Task directions ▸
State how many lines of the entries below hold the word "Debug"; reply with nothing but the number.

(Dataset entries)
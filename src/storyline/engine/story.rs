// SPDX-License-Identifier: MIT

//! Story engine: registered stories and the `fire` entry point

use serde::{Deserialize, Serialize};
use serde_json::{Map, Value};
use std::collections::{BTreeMap, HashMap};
use std::sync::Arc;
use std::time::{Duration, Instant};
use tokio::sync::RwLock;

use super::context::FragmentContext;
use super::fragment::{FragmentReport, FragmentState, FragmentTask, RunEnv};
use super::handle::{FragmentStats, RunHandle};
use super::pool::WorkerPool;
use crate::sdk::error::{ConfigError, StoryError};
use crate::storyline::builder::GraphBuilder;
use crate::storyline::bus::{ScopeDataBus, ScopeKind};
use crate::storyline::condition::ConditionRegistry;
use crate::storyline::config::EngineConfig;
use crate::storyline::flow::ProcessGraph;
use crate::storyline::preheat::{PreheatContext, PreheatPipeline};
use crate::storyline::registry::TaskRegistry;
use crate::storyline::role::Role;
use crate::storyline::types::StoryDefinition;

fn empty_object() -> Value {
    Value::Object(Map::new())
}

fn new_request_id() -> String {
    uuid::Uuid::new_v4().to_string()
}

/// One invocation of a story
#[derive(Debug, Clone, Deserialize)]
pub struct StoryRequest {
    #[serde(default)]
    pub story_id: String,
    #[serde(default = "new_request_id")]
    pub request_id: String,
    #[serde(default = "empty_object")]
    pub req: Value,
    #[serde(default = "empty_object")]
    pub sta: Value,
    #[serde(default = "empty_object")]
    pub var: Value,
    #[serde(default)]
    pub role: Option<Role>,
    /// Caller context copied into every fragment
    #[serde(default)]
    pub context: BTreeMap<String, String>,
    /// Overrides the engine's default run timeout
    #[serde(default)]
    pub timeout_ms: Option<u64>,
    /// `sta` path returned as the run's result
    #[serde(default)]
    pub result_path: Option<String>,
}

impl StoryRequest {
    pub fn new(story_id: impl Into<String>, req: Value) -> Self {
        Self {
            story_id: story_id.into(),
            request_id: new_request_id(),
            req,
            sta: empty_object(),
            var: empty_object(),
            role: None,
            context: BTreeMap::new(),
            timeout_ms: None,
            result_path: None,
        }
    }

    pub fn with_var(mut self, var: Value) -> Self {
        self.var = var;
        self
    }

    pub fn with_sta(mut self, sta: Value) -> Self {
        self.sta = sta;
        self
    }

    pub fn with_role(mut self, role: Role) -> Self {
        self.role = Some(role);
        self
    }

    pub fn with_context(mut self, key: impl Into<String>, value: impl Into<String>) -> Self {
        self.context.insert(key.into(), value.into());
        self
    }

    pub fn with_timeout(mut self, timeout: Duration) -> Self {
        self.timeout_ms = Some(timeout.as_millis() as u64);
        self
    }

    pub fn with_result_path(mut self, path: impl Into<String>) -> Self {
        self.result_path = Some(path.into());
        self
    }
}

#[derive(Debug, Clone, Copy, PartialEq, Eq, Serialize)]
#[serde(rename_all = "lowercase")]
pub enum RunStatus {
    Success,
    Error,
    Cancelled,
}

#[derive(Debug, Serialize)]
pub struct StoryResult {
    pub request_id: String,
    pub story_id: String,
    pub status: RunStatus,
    #[serde(skip)]
    pub error: Option<StoryError>,
    pub result: Option<Value>,
    pub sta: Value,
    pub var: Value,
    /// Node ids visited, in order
    pub trace: Vec<String>,
    pub stats: FragmentStats,
    /// RFC 3339 start time
    pub started_at: String,
    pub elapsed_ms: u64,
}

impl StoryResult {
    pub fn is_success(&self) -> bool {
        self.status == RunStatus::Success
    }

    pub fn to_json(&self) -> Value {
        let mut value = serde_json::to_value(self).unwrap_or_else(|_| empty_object());
        if let (Some(error), Value::Object(map)) = (&self.error, &mut value) {
            map.insert(
                "error".to_string(),
                serde_json::json!({"code": error.code(), "message": error.to_string()}),
            );
        }
        value
    }
}

/// Holds preheated stories and runs them
pub struct StoryEngine {
    config: Arc<EngineConfig>,
    registry: TaskRegistry,
    conditions: ConditionRegistry,
    pipeline: PreheatPipeline,
    pool: WorkerPool,
    stories: RwLock<HashMap<String, Arc<ProcessGraph>>>,
}

impl StoryEngine {
    pub fn new(config: EngineConfig, registry: TaskRegistry) -> Self {
        let pool = WorkerPool::new(config.max_workers);
        Self {
            config: Arc::new(config),
            registry,
            conditions: ConditionRegistry::new(),
            pipeline: PreheatPipeline::new(),
            pool,
            stories: RwLock::new(HashMap::new()),
        }
    }

    /// Replace the condition matchers used to compile guards
    pub fn with_conditions(mut self, conditions: ConditionRegistry) -> Self {
        self.conditions = conditions;
        self
    }

    /// Replace the preheat passes
    pub fn with_pipeline(mut self, pipeline: PreheatPipeline) -> Self {
        self.pipeline = pipeline;
        self
    }

    pub fn config(&self) -> &EngineConfig {
        &self.config
    }

    pub fn registry(&self) -> &TaskRegistry {
        &self.registry
    }

    /// Run every preheat pass against the registered components
    pub async fn preheat(&self, graph: ProcessGraph) -> Result<ProcessGraph, StoryError> {
        let context = PreheatContext::new(self.conditions.clone())
            .with_services(self.registry.task_names().await)
            .with_instructs(self.registry.instruct_names().await);
        Ok(self.pipeline.run(graph, &context)?)
    }

    pub async fn register_story(&self, definition: &StoryDefinition) -> Result<(), StoryError> {
        let graph = GraphBuilder::build(definition)?;
        self.register_graph(graph).await
    }

    pub async fn register_graph(&self, graph: ProcessGraph) -> Result<(), StoryError> {
        let graph = self.preheat(graph).await?;
        let id = graph.id.clone();
        let mut stories = self.stories.write().await;
        if stories.insert(id.clone(), Arc::new(graph)).is_some() {
            log::warn!("Story '{}' replaced", id);
        } else {
            log::info!("Story '{}' registered", id);
        }
        Ok(())
    }

    pub async fn story(&self, id: &str) -> Option<Arc<ProcessGraph>> {
        self.stories.read().await.get(id).cloned()
    }

    pub async fn story_ids(&self) -> Vec<String> {
        let stories = self.stories.read().await;
        let mut ids: Vec<String> = stories.keys().cloned().collect();
        ids.sort();
        ids
    }

    /// A handle for `request`, usable to cancel the run while it is in flight
    pub fn new_handle(&self, request: &StoryRequest) -> Arc<RunHandle> {
        Arc::new(RunHandle::new(
            request.request_id.clone(),
            self.config.failure_policy,
        ))
    }

    pub async fn fire(&self, request: StoryRequest) -> Result<StoryResult, StoryError> {
        let handle = self.new_handle(&request);
        self.fire_with(request, handle).await
    }

    /// Run a story to completion, failure, cancellation or timeout
    pub async fn fire_with(
        &self,
        request: StoryRequest,
        handle: Arc<RunHandle>,
    ) -> Result<StoryResult, StoryError> {
        let graph = self
            .story(&request.story_id)
            .await
            .ok_or_else(|| StoryError::StoryNotFound(request.story_id.clone()))?;
        let entry = graph.start().ok_or_else(|| ConfigError::StartEvent {
            process_id: graph.id.clone(),
            found: graph.start_events().len(),
        })?;

        let StoryRequest {
            story_id,
            request_id,
            req,
            sta,
            var,
            role,
            context,
            timeout_ms,
            result_path,
        } = request;

        let timeout = timeout_ms
            .map(Duration::from_millis)
            .unwrap_or_else(|| self.config.story_timeout());
        let bus = ScopeDataBus::with_scopes(req, sta, var);
        let env = Arc::new(RunEnv {
            registry: self.registry.clone(),
            pool: self.pool.clone(),
            handle: Arc::clone(&handle),
            role: role.map(Arc::new),
            context: FragmentContext::capture(
                &context,
                &self.config.ignore_copy_prefix,
                self.config.max_context_entries,
            ),
        });

        log::info!("Firing story '{}' as {}", story_id, request_id);
        let started_at = chrono::Utc::now().to_rfc3339();
        let started = Instant::now();
        let root = FragmentTask::new(
            handle.next_fragment_id(),
            graph,
            entry,
            bus.clone(),
            handle.root_token(),
            env,
        );
        let root_id = root.id.clone();
        let mut join = self.pool.spawn(root);

        let joined = match tokio::time::timeout(timeout, &mut join).await {
            Ok(joined) => joined,
            Err(_) => {
                handle.error_notice(
                    StoryError::interrupted(format!(
                        "story '{}' timed out after {:?}",
                        story_id, timeout
                    )),
                    &root_id,
                );
                handle.cancel_all();
                join.await
            }
        };
        let report = joined.unwrap_or_else(|e| FragmentReport::aborted(&root_id, &e));

        let error = handle.take_error().or(report.error);
        let status = match (&error, report.state) {
            (Some(e), _) if e.is_interrupted() => RunStatus::Cancelled,
            (Some(_), _) => RunStatus::Error,
            (None, FragmentState::Success) => RunStatus::Success,
            (None, FragmentState::Cancelled) => RunStatus::Cancelled,
            (None, _) => RunStatus::Error,
        };
        let elapsed = started.elapsed();
        log::info!(
            "Story '{}' run {} finished {:?} in {:?}",
            story_id,
            request_id,
            status,
            elapsed
        );

        Ok(StoryResult {
            request_id,
            result: result_path.and_then(|path| bus.get(ScopeKind::Sta, &path)),
            sta: bus.snapshot(ScopeKind::Sta),
            var: bus.snapshot(ScopeKind::Var),
            story_id,
            status,
            error,
            trace: handle.trace(),
            stats: handle.stats(),
            started_at,
            elapsed_ms: elapsed.as_millis() as u64,
        })
    }
}

#[cfg(test)]
mod tests {
    use super::*;
    use serde_json::json;

    #[test]
    fn test_request_defaults() {
        let request: StoryRequest =
            serde_json::from_value(json!({"story_id": "s", "req": {"a": 1}})).unwrap();
        assert_eq!(request.story_id, "s");
        assert!(!request.request_id.is_empty());
        assert_eq!(request.var, json!({}));
        assert!(request.role.is_none());
    }

    #[tokio::test]
    async fn test_unknown_story() {
        let engine = StoryEngine::new(EngineConfig::default(), TaskRegistry::new());
        let err = engine
            .fire(StoryRequest::new("missing", json!({})))
            .await
            .unwrap_err();
        assert!(matches!(err, StoryError::StoryNotFound(_)));
    }

    #[test]
    fn test_result_json_carries_error_code() {
        let result = StoryResult {
            request_id: "r".to_string(),
            story_id: "s".to_string(),
            status: RunStatus::Error,
            error: Some(StoryError::other("boom")),
            result: None,
            sta: json!({}),
            var: json!({}),
            trace: vec![],
            stats: FragmentStats::default(),
            started_at: "2026-01-01T00:00:00+00:00".to_string(),
            elapsed_ms: 1,
        };
        let value = result.to_json();
        assert_eq!(value["status"], "error");
        assert_eq!(value["error"]["code"], "SYSTEM");
        assert_eq!(value["error"]["message"], "boom");
    }
}
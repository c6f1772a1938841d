// SPDX-License-Identifier: MIT

pub mod builder;
pub mod bus;
pub mod condition;
pub mod config;
pub mod engine;
pub mod flow;
pub mod instruct;
pub mod loader;
pub mod preheat;
pub mod registry;
pub mod role;
pub mod server;
pub mod types;
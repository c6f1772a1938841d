// SPDX-License-Identifier: MIT

//! Structural verification of a preheated graph

use std::collections::HashSet;

use super::{PreheatContext, StartEventProcessor};
use crate::sdk::error::ConfigError;
use crate::storyline::flow::{walk, Node, NodeKind, ProcessGraph};

/// Rejects graphs the runtime could not execute
pub struct VerifyProcessor;

impl StartEventProcessor for VerifyProcessor {
    fn name(&self) -> &str {
        "verify"
    }

    fn order(&self) -> i32 {
        40
    }

    fn process(
        &self,
        graph: ProcessGraph,
        context: &PreheatContext,
    ) -> Result<ProcessGraph, ConfigError> {
        check_ids(&graph)?;
        let start = check_start(&graph)?;
        for node in graph.nodes() {
            check_arity(&graph, node)?;
            check_components(&graph, node, context)?;
        }
        check_flows(&graph)?;
        check_reachability(&graph, start)?;
        Ok(graph)
    }
}

fn violation(graph: &ProcessGraph, node_id: &str, message: impl Into<String>) -> ConfigError {
    ConfigError::Violation {
        process_id: graph.id.clone(),
        node_id: node_id.to_string(),
        message: message.into(),
    }
}

fn check_ids(graph: &ProcessGraph) -> Result<(), ConfigError> {
    let mut seen = HashSet::new();
    let node_ids = graph.nodes().iter().map(|n| n.id.as_str());
    let flow_ids = graph.flows().map(|(_, f)| f.id.as_str());
    for id in node_ids.chain(flow_ids) {
        if !seen.insert(id) {
            return Err(ConfigError::DuplicateId(id.to_string()));
        }
    }
    Ok(())
}

fn check_start(graph: &ProcessGraph) -> Result<usize, ConfigError> {
    let starts = graph.start_events();
    let [start] = starts.as_slice() else {
        return Err(ConfigError::StartEvent {
            process_id: graph.id.clone(),
            found: starts.len(),
        });
    };
    Ok(*start)
}

fn check_arity(graph: &ProcessGraph, node: &Node) -> Result<(), ConfigError> {
    let incoming = node.incoming().len();
    let outgoing = node.outgoing().len();

    match &node.kind {
        NodeKind::Start if incoming > 0 => {
            Err(violation(graph, &node.id, "start event has incoming flows"))
        }
        NodeKind::End if outgoing > 0 => {
            Err(violation(graph, &node.id, "end event has outgoing flows"))
        }
        NodeKind::Exclusive if incoming != 1 => Err(violation(
            graph,
            &node.id,
            format!("exclusive gateway needs exactly one incoming flow, found {}", incoming),
        )),
        NodeKind::Inclusive { .. } if incoming == 0 => Err(violation(
            graph,
            &node.id,
            "inclusive gateway has no incoming flow",
        )),
        kind if !kind.is_aggregating() && incoming > 1 => Err(violation(
            graph,
            &node.id,
            format!(
                "{} has {} incoming flows, join them with an inclusive gateway",
                kind.name(),
                incoming
            ),
        )),
        NodeKind::End => Ok(()),
        kind if outgoing == 0 => Err(violation(
            graph,
            &node.id,
            format!("{} has no outgoing flow", kind.name()),
        )),
        _ => Ok(()),
    }
}

fn check_components(
    graph: &ProcessGraph,
    node: &Node,
    context: &PreheatContext,
) -> Result<(), ConfigError> {
    let NodeKind::ServiceTask(task) = &node.kind else {
        return Ok(());
    };

    if let Some(services) = &context.services {
        for service in task.service.iter().chain(task.demotion.iter()) {
            if !services.contains(service) {
                return Err(ConfigError::UnknownService {
                    node_id: node.id.clone(),
                    service: service.clone(),
                });
            }
        }
    }
    if let (Some(instructs), Some(instruct)) = (&context.instructs, &task.instruct) {
        if !instructs.contains(&instruct.instruct) {
            return Err(ConfigError::UnknownInstruct {
                node_id: node.id.clone(),
                instruct: instruct.instruct.clone(),
            });
        }
    }
    if task.service.is_none() && task.instruct.is_none() {
        return Err(violation(
            graph,
            &node.id,
            "service task names neither a service nor an instruct",
        ));
    }
    Ok(())
}

fn check_flows(graph: &ProcessGraph) -> Result<(), ConfigError> {
    for node in graph.nodes() {
        let defaults = node
            .outgoing()
            .iter()
            .filter_map(|f| graph.flow(*f))
            .filter(|f| f.is_default)
            .count();
        if defaults == 0 {
            continue;
        }
        if !matches!(node.kind, NodeKind::Exclusive) {
            return Err(violation(
                graph,
                &node.id,
                "only exclusive gateways may have a default flow",
            ));
        }
        if defaults > 1 {
            return Err(violation(
                graph,
                &node.id,
                format!("{} default flows, at most one allowed", defaults),
            ));
        }
    }

    for (_, flow) in graph.flows() {
        if let Some(guard) = &flow.guard {
            if guard.compiled.is_none() {
                return Err(ConfigError::UncompiledGuard(flow.id.clone()));
            }
        }
    }
    Ok(())
}

fn check_reachability(graph: &ProcessGraph, start: usize) -> Result<(), ConfigError> {
    let walk = walk(graph, start);

    if let Some((idx, node)) = graph
        .nodes()
        .iter()
        .enumerate()
        .find(|(idx, _)| !walk.reached(*idx))
    {
        let message = match walk.starved.get(&idx) {
            Some(seen) => format!(
                "join can see only {} of {} incoming flows",
                seen,
                node.incoming().len()
            ),
            None => "unreachable from the start event".to_string(),
        };
        return Err(violation(graph, &node.id, message));
    }

    let reaches_end = walk
        .order
        .iter()
        .any(|idx| matches!(graph.node(*idx).kind, NodeKind::End));
    if !reaches_end {
        return Err(violation(graph, &graph.id, "no end event is reachable"));
    }
    Ok(())
}

#[cfg(test)]
mod tests {
    use super::*;
    use crate::storyline::flow::ServiceTask;
    use crate::storyline::preheat::{ExpressionProcessor, PreheatPipeline};

    fn linear() -> ProcessGraph {
        let mut graph = ProcessGraph::new("p");
        let start = graph.add_node("start", NodeKind::Start);
        let task = graph.add_node("task", NodeKind::ServiceTask(ServiceTask::service("a")));
        let end = graph.add_node("end", NodeKind::End);
        graph.connect("f1", start, task, None, false);
        graph.connect("f2", task, end, None, false);
        graph
    }

    fn verify(graph: ProcessGraph) -> Result<ProcessGraph, ConfigError> {
        VerifyProcessor.process(graph, &PreheatContext::default())
    }

    #[test]
    fn test_valid_graph_passes() {
        assert!(verify(linear()).is_ok());
    }

    #[test]
    fn test_duplicate_ids() {
        let mut graph = linear();
        let end = graph.find("end").unwrap();
        let extra = graph.add_node("task", NodeKind::End);
        graph.connect("f3", extra, end, None, false);
        assert_eq!(
            verify(graph).unwrap_err(),
            ConfigError::DuplicateId("task".to_string())
        );
    }

    #[test]
    fn test_missing_start() {
        let mut graph = ProcessGraph::new("p");
        graph.add_node("end", NodeKind::End);
        assert_eq!(
            verify(graph).unwrap_err(),
            ConfigError::StartEvent {
                process_id: "p".to_string(),
                found: 0
            }
        );
    }

    #[test]
    fn test_exclusive_arity() {
        let mut graph = ProcessGraph::new("p");
        let start = graph.add_node("start", NodeKind::Start);
        let gw = graph.add_node("gw", NodeKind::Exclusive);
        let end = graph.add_node("end", NodeKind::End);
        graph.connect("f1", start, gw, None, false);
        graph.connect("f2", start, gw, None, false);
        graph.connect("f3", gw, end, None, false);
        assert!(matches!(
            verify(graph).unwrap_err(),
            ConfigError::Violation { node_id, .. } if node_id == "gw"
        ));
    }

    #[test]
    fn test_task_with_two_incoming_rejected() {
        let mut graph = ProcessGraph::new("p");
        let start = graph.add_node("start", NodeKind::Start);
        let gw = graph.add_node(
            "gw",
            NodeKind::Inclusive {
                async_branches: false,
            },
        );
        let task = graph.add_node("task", NodeKind::ServiceTask(ServiceTask::service("a")));
        let end = graph.add_node("end", NodeKind::End);
        graph.connect("f1", start, gw, None, false);
        graph.connect("f2", gw, task, None, false);
        graph.connect("f3", gw, task, None, false);
        graph.connect("f4", task, end, None, false);
        assert!(matches!(
            verify(graph).unwrap_err(),
            ConfigError::Violation { node_id, .. } if node_id == "task"
        ));
    }

    #[test]
    fn test_default_flow_only_on_exclusive() {
        let mut graph = ProcessGraph::new("p");
        let start = graph.add_node("start", NodeKind::Start);
        let end = graph.add_node("end", NodeKind::End);
        graph.connect("f1", start, end, None, true);
        assert!(matches!(
            verify(graph).unwrap_err(),
            ConfigError::Violation { node_id, .. } if node_id == "start"
        ));
    }

    #[test]
    fn test_unreachable_node() {
        let mut graph = linear();
        let end = graph.find("end").unwrap();
        let island = graph.add_node(
            "island",
            NodeKind::Inclusive {
                async_branches: false,
            },
        );
        let lonely = graph.add_node("lonely", NodeKind::ServiceTask(ServiceTask::service("b")));
        graph.connect("f3", lonely, island, None, false);
        graph.connect("f4", island, end, None, false);
        let err = verify(graph).unwrap_err();
        match err {
            ConfigError::Violation { message, .. } => {
                assert!(message.contains("unreachable") || message.contains("join"))
            }
            other => panic!("unexpected error {:?}", other),
        }
    }

    #[test]
    fn test_unknown_service() {
        let context = PreheatContext::default().with_services(vec!["b".to_string()]);
        let err = VerifyProcessor.process(linear(), &context).unwrap_err();
        assert_eq!(
            err,
            ConfigError::UnknownService {
                node_id: "task".to_string(),
                service: "a".to_string()
            }
        );
    }

    #[test]
    fn test_uncompiled_guard() {
        let mut graph = ProcessGraph::new("p");
        let start = graph.add_node("start", NodeKind::Start);
        let gw = graph.add_node("gw", NodeKind::Exclusive);
        let end = graph.add_node("end", NodeKind::End);
        graph.connect("f1", start, gw, None, false);
        graph.connect("f2", gw, end, Some("x > 1".into()), false);

        assert_eq!(
            verify(graph.clone()).unwrap_err(),
            ConfigError::UncompiledGuard("f2".to_string())
        );

        let compiled = ExpressionProcessor
            .process(graph, &PreheatContext::default())
            .unwrap();
        assert!(verify(compiled).is_ok());
    }

    #[test]
    fn test_full_pipeline_on_attached_inclusive() {
        let mut graph = linear();
        let task = graph.find("task").unwrap();
        let gw = graph.add_node(
            "gw",
            NodeKind::Inclusive {
                async_branches: false,
            },
        );
        let end = graph.find("end").unwrap();
        // start -> task -> gw -> end
        let into_end = graph.node(end).incoming()[0];
        graph.retarget(into_end, gw);
        graph.connect("f3", gw, end, None, false);
        graph.node_mut(gw).attached = Some(ServiceTask::service("audit"));

        let graph = PreheatPipeline::new()
            .run(graph, &PreheatContext::default())
            .unwrap();
        for node in graph.nodes() {
            if node.is_aggregating() {
                assert_eq!(node.required_incoming, node.incoming().len());
            }
        }
        assert!(graph.find("Service-Task-gw").is_some());
        assert_eq!(graph.node(task).outgoing().len(), 1);
    }
}
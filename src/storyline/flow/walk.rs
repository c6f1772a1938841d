//! Join-aware depth-first walk
//!
//! An aggregating node is expanded only after all of its incoming flows have
//! been seen. Preheat uses this walk to check graph shape; the runtime
//! counts arrivals at joins the same way with [`JoinCounter`].

use std::collections::{HashMap, HashSet};

use super::element::{NodeIdx, ProcessGraph};

/// Arrivals observed at each join
#[derive(Debug, Clone, Default)]
pub struct JoinCounter {
    arrivals: HashMap<NodeIdx, usize>,
}

impl JoinCounter {
    pub fn new() -> Self {
        Self::default()
    }

    /// Record one arrival; true when this one completes the join
    pub fn arrive(&mut self, node: NodeIdx, required: usize) -> bool {
        let count = self.arrivals.entry(node).or_insert(0);
        *count += 1;
        *count >= required.max(1)
    }

    pub fn arrivals(&self, node: NodeIdx) -> usize {
        self.arrivals.get(&node).copied().unwrap_or(0)
    }

    pub fn reset(&mut self, node: NodeIdx) {
        self.arrivals.remove(&node);
    }
}

/// Outcome of one walk from the start event
#[derive(Debug, Clone, Default)]
pub struct Walk {
    /// Expanded nodes in visit order
    pub order: Vec<NodeIdx>,
    pub expanded: HashSet<NodeIdx>,
    /// Joins with missing arrivals and how many they saw
    pub starved: HashMap<NodeIdx, usize>,
}

impl Walk {
    pub fn reached(&self, node: NodeIdx) -> bool {
        self.expanded.contains(&node)
    }
}

/// Walk the graph from `entry` with an explicit stack
pub fn walk(graph: &ProcessGraph, entry: NodeIdx) -> Walk {
    let mut result = Walk::default();
    let mut joins = JoinCounter::new();
    let mut stack = vec![entry];

    while let Some(idx) = stack.pop() {
        let node = graph.node(idx);
        if node.is_aggregating() && idx != entry {
            if !joins.arrive(idx, node.incoming().len()) {
                continue;
            }
            joins.reset(idx);
        }
        if !result.expanded.insert(idx) {
            continue;
        }
        result.order.push(idx);

        // Reverse so the first declared flow is expanded first
        for flow in node.outgoing().iter().rev() {
            if let Some(edge) = graph.flow(*flow) {
                stack.push(edge.target);
            }
        }
    }

    for (idx, node) in graph.nodes().iter().enumerate() {
        let seen = joins.arrivals(idx);
        if node.is_aggregating() && seen > 0 && !result.reached(idx) {
            result.starved.insert(idx, seen);
        }
    }
    result
}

Exercise result ▸
5